Archdruid Eileen is half right. I do believe in Jesus enough, and what he calls us to do. I just don’t believe in these preachers who are proclaiming yet another new Great Leap Forward. This is just another costly exercise in our leaders experimenting with the people, and gambling resources on another vacuous vision. These are vanity projects. Our leaders will never pay the price for their folly. We will. For our church, I think it is high time for a change of leadership. And to usher in our own very different Cultural Revolution.
4 Comments
In reading these two very interesting articles, I am reminded of something which was drummed into me in my Management Studies sometime late in the last century, “Turnover is vanity, Profit is sanity”. Society has become utterly obsessed with measuring all success in terms of numbers and not in terms of quality. 10,000 lay-led churches within a governance structure which is heavily focused on ordained governance will create a management nightmare for an organisation that can barely cope with managing its current structures. Lay-led churches are unlikely to be submissive to the authority of bishops and archdeacons since the principal controls – licenses to officiate and access to buildings – will not apply. And how will safeguarding be managed ?

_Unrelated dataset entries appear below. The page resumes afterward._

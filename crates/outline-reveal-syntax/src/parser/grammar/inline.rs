//! # Inline-Level Grammar
//!
//! The only inline construct the outline tree cares about is the bracket link,
//! because image links decide which reveal spans carry embedded images:
//!
//! - `[[target]]`
//! - `[[target][description]]`
//!
//! Everything else inside a line stays as flat tokens of the enclosing node.
//!
//! ## Error Tolerance
//!
//! - `[[` followed directly by `]]` or the end of the line stays plain text
//! - An unclosed `[[target` still produces a LINK node up to the end of line

use crate::parser::Parser;
use crate::syntax_kind::SyntaxKind;

/// Parse inline content until newline or EOF.
pub fn inline_until_newline(p: &mut Parser<'_, '_>) {
    while !p.at_end() && !p.at(SyntaxKind::NEWLINE) {
        if p.at(SyntaxKind::LBRACKET) && p.nth(1) == SyntaxKind::LBRACKET {
            link(p);
        } else {
            p.bump();
        }
    }
}

fn at_link_stop(p: &Parser<'_, '_>) -> bool {
    p.at_end() || p.at(SyntaxKind::NEWLINE) || p.at(SyntaxKind::RBRACKET)
}

/// Parse a bracket link: [[target]] or [[target][description]]
fn link(p: &mut Parser<'_, '_>) {
    let m = p.start();

    p.bump(); // [
    p.bump(); // [

    if at_link_stop(p) {
        m.abandon(p);
        return;
    }

    let target = p.start();
    while !at_link_stop(p) {
        p.bump();
    }
    target.complete(p, SyntaxKind::LINK_TARGET);

    if p.eat(SyntaxKind::RBRACKET) {
        if p.eat(SyntaxKind::LBRACKET) {
            let description = p.start();
            while !at_link_stop(p) {
                p.bump();
            }
            description.complete(p, SyntaxKind::LINK_DESCRIPTION);
            p.eat(SyntaxKind::RBRACKET);
        }
        p.eat(SyntaxKind::RBRACKET);
    }

    m.complete(p, SyntaxKind::LINK);
}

And what would all these churches do to the synodical models ?
The funding and accounting model will be incredibly hard to manage properly and without any doubt, we will quickly hear of cases of financial maladministration. If the rate of maladministration is as low as 1%, that means that very week the papers will have stories about 2 lay-led churches getting into trouble. While anything which can help bring more people to Jesus is to be praised highly, I do think that we need to be careful with initiatives which are more about hitting secular targets and less about bringing people into a life of faith.
The Gregory Centre says on its website:
“[Gregory] sent Saint Augustine, in 597 AD, with a team to evangelise England, by planting churches and raising up indigenous leaders in each city, town and village. The Gregory Centre for Church Multiplication grasps this legacy afresh to support the current church planting movement.”.
And of course this mission ignored what was already being done by the churches already here – and doing mission in a different way. The Roman way was the only way! Indigenous leaders were marginalized and replaced by more acceptable indigenous leaders. How well the Gregory Centre seems to want to be faithful to the Gregorian vision!
Totally agree with the gist of this but need to be careful with the “Thousand Flowers” movement analogy. It was a cynical ploy by Mao to encourage those with heterodox ideas to express them so that they could be identified and crushed in the ensuing orthodox clampdown, I don’t think that is the church-planters plan (or maybe….?)
Time to dig out Roland Allen’s “The Spontaneous Expansion of the Church” and Vincent O’Donovan’s “Christianity Rediscovered.”